(Stored data entries)

· · ·

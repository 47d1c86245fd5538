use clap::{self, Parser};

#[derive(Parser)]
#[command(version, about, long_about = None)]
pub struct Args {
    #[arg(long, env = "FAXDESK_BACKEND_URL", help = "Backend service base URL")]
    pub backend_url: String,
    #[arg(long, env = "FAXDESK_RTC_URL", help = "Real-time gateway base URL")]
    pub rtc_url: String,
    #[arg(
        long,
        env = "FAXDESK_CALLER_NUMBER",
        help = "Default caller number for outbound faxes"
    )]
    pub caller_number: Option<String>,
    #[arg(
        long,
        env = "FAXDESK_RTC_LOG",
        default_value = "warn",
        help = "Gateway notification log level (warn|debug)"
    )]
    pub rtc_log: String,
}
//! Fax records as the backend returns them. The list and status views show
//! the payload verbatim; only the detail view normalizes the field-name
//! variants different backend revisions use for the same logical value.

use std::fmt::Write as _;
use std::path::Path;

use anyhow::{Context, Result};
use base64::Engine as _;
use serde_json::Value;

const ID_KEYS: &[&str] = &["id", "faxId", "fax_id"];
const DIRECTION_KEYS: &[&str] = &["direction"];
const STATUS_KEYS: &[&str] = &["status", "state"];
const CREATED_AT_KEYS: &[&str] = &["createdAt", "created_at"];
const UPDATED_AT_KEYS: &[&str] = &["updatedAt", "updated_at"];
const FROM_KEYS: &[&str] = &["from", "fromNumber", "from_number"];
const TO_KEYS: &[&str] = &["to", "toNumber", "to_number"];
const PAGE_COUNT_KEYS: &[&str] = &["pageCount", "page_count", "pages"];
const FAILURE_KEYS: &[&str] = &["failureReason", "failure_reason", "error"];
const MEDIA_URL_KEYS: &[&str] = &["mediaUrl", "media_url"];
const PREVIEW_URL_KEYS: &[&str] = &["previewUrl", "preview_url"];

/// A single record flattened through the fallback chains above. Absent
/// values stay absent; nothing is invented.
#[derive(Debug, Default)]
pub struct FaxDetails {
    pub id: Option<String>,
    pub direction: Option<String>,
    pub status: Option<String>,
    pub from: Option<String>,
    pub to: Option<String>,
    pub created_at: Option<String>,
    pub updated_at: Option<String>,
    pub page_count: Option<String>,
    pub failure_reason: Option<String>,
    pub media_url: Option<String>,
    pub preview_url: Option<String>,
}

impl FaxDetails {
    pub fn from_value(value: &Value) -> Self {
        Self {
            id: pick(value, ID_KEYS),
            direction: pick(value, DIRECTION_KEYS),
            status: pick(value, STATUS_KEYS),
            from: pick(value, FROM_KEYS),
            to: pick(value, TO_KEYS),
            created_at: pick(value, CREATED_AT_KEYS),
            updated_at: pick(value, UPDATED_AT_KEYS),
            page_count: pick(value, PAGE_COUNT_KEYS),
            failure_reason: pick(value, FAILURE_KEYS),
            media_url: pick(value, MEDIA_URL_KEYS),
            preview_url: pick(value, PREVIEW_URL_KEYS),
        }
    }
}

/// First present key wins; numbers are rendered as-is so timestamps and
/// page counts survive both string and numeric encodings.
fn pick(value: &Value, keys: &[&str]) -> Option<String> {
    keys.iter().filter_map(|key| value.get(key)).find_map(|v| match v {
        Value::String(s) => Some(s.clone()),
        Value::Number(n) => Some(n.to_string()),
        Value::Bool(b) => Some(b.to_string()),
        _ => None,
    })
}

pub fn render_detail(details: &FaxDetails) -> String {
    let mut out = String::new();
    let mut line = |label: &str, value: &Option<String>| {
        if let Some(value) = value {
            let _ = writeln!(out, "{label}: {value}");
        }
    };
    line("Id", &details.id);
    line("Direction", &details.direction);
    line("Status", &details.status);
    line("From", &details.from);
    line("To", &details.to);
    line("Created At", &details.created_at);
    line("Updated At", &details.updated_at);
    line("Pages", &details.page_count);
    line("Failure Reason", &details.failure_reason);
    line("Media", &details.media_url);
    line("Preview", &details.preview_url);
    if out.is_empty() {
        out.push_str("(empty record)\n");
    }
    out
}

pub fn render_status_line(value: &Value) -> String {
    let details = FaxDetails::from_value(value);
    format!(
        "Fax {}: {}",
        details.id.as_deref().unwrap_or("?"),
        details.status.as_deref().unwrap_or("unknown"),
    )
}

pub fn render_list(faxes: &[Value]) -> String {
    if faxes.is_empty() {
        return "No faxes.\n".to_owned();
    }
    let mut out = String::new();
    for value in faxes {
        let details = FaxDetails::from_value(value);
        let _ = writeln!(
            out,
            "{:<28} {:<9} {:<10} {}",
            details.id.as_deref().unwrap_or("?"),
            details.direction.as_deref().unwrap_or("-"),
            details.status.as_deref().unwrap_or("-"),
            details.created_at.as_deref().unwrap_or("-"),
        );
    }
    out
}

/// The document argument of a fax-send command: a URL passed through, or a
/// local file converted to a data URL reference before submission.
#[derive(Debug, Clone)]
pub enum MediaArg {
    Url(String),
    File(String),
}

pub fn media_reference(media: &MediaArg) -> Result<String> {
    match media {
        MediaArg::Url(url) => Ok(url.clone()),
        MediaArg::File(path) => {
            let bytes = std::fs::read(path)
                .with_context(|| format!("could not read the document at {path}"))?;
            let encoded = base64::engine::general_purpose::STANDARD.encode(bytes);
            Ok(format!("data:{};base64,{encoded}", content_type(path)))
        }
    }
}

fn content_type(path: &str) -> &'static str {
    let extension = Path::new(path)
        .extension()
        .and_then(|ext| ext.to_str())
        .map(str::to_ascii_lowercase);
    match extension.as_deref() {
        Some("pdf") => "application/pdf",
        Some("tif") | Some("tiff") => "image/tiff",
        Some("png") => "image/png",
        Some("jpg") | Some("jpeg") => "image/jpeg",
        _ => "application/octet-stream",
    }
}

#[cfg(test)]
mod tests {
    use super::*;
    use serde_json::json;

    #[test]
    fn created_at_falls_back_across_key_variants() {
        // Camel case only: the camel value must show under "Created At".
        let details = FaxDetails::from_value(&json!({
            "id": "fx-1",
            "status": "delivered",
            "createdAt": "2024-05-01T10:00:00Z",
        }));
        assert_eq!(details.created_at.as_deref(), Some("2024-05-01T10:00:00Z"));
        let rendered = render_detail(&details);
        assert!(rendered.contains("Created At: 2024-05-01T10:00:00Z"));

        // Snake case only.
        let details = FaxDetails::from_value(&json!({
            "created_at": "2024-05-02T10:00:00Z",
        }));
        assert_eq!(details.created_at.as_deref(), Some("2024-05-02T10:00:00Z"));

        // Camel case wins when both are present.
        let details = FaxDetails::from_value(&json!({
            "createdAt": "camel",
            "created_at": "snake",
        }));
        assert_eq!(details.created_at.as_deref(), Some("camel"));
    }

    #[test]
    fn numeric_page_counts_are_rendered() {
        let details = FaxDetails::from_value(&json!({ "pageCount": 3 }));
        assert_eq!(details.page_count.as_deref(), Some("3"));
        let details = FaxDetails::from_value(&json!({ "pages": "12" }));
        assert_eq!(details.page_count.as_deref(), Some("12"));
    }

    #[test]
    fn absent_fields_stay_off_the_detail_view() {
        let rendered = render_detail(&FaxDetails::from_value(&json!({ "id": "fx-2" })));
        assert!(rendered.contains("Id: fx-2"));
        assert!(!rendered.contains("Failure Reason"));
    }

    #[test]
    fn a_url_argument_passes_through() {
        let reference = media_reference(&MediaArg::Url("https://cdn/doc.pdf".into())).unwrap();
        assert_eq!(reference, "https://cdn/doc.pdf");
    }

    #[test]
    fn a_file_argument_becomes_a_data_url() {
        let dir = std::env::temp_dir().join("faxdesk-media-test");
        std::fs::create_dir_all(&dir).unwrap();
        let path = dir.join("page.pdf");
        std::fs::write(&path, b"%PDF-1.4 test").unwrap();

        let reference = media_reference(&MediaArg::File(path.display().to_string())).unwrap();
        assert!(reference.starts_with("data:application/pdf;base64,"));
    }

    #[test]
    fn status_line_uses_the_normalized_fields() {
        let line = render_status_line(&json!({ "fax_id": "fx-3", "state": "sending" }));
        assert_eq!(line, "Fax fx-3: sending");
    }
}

· · ·

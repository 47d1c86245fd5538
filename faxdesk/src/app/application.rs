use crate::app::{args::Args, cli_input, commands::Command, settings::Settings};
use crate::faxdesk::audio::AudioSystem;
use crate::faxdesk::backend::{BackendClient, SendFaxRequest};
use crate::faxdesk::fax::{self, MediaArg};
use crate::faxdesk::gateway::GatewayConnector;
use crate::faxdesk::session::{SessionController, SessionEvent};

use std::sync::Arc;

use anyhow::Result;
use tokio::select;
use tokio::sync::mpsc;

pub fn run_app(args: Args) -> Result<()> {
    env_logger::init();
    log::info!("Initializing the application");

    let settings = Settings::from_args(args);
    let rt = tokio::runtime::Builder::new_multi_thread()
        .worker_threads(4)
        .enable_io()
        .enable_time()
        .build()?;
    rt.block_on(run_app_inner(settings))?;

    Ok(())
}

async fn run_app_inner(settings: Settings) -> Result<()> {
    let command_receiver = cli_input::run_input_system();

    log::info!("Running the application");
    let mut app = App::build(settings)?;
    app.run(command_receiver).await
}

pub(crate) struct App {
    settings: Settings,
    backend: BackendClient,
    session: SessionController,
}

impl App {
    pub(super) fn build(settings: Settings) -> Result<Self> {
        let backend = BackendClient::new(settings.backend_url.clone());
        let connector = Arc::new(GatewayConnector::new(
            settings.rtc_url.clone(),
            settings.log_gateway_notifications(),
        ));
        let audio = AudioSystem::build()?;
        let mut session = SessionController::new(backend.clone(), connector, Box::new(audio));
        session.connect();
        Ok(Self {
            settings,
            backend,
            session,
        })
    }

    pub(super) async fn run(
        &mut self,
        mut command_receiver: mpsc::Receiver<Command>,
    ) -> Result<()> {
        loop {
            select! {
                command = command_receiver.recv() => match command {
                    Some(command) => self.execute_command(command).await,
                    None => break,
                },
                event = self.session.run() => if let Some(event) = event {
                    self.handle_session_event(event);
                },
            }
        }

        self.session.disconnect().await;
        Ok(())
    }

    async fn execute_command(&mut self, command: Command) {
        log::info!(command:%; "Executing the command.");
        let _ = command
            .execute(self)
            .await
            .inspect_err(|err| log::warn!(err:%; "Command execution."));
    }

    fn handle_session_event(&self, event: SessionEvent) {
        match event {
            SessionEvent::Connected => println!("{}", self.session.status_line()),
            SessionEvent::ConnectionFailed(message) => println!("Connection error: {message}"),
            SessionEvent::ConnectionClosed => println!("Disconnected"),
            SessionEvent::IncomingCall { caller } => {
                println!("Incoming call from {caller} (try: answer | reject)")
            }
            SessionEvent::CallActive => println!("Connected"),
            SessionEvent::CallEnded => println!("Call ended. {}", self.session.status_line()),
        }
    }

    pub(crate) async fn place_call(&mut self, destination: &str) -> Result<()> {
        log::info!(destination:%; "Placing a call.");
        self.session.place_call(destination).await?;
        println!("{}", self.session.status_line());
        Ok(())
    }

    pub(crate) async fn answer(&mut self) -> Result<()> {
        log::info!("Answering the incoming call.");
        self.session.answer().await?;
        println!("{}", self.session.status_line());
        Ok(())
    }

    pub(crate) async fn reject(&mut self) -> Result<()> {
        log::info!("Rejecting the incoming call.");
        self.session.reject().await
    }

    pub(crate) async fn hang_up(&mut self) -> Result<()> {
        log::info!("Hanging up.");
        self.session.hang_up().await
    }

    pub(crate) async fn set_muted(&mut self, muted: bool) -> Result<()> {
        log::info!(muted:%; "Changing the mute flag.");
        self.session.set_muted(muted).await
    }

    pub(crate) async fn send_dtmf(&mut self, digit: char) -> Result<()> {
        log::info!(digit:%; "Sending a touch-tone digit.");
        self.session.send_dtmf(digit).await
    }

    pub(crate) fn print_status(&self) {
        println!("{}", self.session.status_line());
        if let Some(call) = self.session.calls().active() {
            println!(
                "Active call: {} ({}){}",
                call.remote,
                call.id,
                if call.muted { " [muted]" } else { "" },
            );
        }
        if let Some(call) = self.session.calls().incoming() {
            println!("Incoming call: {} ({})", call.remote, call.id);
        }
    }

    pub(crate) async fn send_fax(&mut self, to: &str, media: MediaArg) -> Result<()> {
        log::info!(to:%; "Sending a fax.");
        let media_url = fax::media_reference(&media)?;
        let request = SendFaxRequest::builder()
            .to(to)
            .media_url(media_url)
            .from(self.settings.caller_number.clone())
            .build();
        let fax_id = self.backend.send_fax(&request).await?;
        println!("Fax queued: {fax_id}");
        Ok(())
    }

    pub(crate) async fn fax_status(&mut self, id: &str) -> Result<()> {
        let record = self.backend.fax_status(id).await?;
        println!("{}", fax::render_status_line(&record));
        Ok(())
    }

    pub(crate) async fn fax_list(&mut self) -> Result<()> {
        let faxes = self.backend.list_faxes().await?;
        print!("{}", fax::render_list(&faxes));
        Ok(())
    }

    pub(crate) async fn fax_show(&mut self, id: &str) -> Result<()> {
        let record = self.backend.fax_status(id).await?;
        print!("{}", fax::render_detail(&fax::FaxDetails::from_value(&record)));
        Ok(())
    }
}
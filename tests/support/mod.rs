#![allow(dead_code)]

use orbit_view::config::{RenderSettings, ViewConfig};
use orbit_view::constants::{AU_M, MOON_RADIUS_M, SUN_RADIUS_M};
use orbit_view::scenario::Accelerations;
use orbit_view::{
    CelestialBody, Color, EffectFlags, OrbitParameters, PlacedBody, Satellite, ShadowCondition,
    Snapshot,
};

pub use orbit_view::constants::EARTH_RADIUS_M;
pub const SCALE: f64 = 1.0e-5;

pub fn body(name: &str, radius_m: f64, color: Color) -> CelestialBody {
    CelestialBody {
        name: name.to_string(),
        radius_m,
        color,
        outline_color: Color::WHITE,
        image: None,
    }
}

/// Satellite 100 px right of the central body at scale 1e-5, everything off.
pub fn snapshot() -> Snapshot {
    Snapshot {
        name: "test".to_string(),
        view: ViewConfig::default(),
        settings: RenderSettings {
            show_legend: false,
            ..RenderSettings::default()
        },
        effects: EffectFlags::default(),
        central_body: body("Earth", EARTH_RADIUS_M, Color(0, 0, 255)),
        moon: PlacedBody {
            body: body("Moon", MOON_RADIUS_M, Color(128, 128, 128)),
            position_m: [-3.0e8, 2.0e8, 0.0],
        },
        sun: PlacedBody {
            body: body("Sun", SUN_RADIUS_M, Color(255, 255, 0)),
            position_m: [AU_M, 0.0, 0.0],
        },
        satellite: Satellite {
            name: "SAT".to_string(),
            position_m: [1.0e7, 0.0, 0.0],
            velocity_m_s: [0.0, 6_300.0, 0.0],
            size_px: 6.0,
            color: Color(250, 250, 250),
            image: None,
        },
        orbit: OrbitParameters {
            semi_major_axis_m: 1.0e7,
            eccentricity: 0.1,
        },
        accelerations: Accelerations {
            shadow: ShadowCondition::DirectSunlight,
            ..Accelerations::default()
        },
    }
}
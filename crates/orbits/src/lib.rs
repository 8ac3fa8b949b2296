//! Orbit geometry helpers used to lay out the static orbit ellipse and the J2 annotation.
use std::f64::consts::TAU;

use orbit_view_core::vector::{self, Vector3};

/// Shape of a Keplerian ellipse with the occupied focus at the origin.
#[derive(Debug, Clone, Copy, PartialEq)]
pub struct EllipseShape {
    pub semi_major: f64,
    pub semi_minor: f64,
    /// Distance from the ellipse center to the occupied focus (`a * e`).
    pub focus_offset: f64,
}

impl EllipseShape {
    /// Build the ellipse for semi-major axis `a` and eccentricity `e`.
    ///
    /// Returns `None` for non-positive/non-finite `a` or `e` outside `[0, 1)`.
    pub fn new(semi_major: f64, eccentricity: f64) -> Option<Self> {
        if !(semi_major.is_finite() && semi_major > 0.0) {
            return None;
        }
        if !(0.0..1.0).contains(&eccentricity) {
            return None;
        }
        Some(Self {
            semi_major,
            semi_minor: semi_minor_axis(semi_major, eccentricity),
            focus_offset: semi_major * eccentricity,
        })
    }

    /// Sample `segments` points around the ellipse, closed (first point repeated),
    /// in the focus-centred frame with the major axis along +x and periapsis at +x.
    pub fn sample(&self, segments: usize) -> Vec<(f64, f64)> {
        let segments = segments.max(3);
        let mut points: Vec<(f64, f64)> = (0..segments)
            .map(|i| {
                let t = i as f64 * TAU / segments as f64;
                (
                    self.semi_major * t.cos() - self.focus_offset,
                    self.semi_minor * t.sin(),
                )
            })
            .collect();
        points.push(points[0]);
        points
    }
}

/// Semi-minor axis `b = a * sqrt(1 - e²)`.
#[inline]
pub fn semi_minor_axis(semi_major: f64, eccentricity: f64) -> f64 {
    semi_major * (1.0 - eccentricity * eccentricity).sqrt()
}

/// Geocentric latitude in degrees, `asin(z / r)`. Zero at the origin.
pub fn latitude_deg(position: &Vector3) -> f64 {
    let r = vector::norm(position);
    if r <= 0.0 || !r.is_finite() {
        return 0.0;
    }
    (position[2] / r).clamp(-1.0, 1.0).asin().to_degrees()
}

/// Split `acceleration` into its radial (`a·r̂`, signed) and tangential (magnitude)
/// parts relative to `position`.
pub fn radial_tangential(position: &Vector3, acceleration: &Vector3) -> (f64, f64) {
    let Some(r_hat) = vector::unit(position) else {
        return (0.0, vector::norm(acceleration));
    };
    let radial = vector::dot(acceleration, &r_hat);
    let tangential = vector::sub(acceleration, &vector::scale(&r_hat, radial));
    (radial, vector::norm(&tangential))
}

· · ·

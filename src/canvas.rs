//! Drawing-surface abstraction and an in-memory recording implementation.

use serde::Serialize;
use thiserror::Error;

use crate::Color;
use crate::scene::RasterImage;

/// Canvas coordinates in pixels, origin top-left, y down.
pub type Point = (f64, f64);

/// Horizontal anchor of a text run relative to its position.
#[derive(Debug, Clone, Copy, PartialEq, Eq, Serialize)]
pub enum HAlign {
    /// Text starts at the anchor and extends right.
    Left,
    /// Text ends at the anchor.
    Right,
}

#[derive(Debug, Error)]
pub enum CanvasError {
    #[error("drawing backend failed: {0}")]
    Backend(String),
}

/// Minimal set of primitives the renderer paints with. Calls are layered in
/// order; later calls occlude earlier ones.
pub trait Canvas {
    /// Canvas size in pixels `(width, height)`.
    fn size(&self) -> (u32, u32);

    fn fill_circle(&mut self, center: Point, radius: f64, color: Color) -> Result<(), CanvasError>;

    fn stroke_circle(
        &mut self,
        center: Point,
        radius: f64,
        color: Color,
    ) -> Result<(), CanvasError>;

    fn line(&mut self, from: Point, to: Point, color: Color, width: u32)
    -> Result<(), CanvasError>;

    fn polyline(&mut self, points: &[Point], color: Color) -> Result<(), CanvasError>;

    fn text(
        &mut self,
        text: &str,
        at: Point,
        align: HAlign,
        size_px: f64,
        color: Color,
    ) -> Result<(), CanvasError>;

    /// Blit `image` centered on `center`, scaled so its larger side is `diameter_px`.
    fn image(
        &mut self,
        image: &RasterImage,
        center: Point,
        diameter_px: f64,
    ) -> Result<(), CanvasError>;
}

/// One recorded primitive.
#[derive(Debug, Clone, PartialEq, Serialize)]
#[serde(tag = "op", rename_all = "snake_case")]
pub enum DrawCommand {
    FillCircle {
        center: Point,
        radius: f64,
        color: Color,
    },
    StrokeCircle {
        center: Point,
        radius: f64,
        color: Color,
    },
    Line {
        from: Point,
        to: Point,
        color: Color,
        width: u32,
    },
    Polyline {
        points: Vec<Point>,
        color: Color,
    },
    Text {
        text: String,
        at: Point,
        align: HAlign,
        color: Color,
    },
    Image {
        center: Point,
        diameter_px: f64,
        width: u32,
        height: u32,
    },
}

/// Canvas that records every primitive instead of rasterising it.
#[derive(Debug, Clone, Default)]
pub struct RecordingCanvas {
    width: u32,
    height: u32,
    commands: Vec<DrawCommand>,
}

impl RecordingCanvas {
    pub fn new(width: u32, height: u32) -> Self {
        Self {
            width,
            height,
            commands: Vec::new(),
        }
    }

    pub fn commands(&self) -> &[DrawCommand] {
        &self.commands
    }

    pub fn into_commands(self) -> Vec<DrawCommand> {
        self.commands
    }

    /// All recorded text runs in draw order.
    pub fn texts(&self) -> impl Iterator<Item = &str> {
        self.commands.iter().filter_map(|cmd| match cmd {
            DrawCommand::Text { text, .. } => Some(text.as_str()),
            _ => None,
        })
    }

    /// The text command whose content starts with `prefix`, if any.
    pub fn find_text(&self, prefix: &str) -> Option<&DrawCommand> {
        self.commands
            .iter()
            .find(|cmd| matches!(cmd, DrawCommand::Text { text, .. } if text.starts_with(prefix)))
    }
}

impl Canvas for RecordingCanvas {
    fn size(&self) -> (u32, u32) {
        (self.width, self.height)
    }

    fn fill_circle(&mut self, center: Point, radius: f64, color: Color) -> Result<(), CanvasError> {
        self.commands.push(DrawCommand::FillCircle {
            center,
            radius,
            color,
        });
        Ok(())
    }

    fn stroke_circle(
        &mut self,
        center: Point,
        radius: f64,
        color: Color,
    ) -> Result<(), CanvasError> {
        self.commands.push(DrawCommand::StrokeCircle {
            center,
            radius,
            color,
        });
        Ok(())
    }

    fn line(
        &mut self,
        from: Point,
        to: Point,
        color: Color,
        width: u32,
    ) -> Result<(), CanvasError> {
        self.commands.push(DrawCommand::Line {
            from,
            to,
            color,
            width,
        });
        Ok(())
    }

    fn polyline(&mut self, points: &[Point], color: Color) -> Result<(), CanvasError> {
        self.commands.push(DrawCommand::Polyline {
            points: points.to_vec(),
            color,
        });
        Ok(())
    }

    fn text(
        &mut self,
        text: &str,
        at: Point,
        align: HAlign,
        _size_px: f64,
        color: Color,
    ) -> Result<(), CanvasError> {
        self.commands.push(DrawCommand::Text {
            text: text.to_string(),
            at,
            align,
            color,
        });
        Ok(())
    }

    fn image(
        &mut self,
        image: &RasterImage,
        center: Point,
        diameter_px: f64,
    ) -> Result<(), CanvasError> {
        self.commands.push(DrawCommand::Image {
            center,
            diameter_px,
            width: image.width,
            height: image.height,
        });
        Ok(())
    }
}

· · ·

TASK PROMPT :: Transcribe, exactly and without additions, the lines of the records above, beginning with the line that contains "pub fn media_reference(media: &MediaArg)" and ending with the line that contains "let bytes = std::fs::read(path)", both included.

ANSWER TO THIS PROBLEM ::
pub fn media_reference(media: &MediaArg) -> Result<String> {
    match media {
        MediaArg::Url(url) => Ok(url.clone()),
        MediaArg::File(path) => {
            let bytes = std::fs::read(path)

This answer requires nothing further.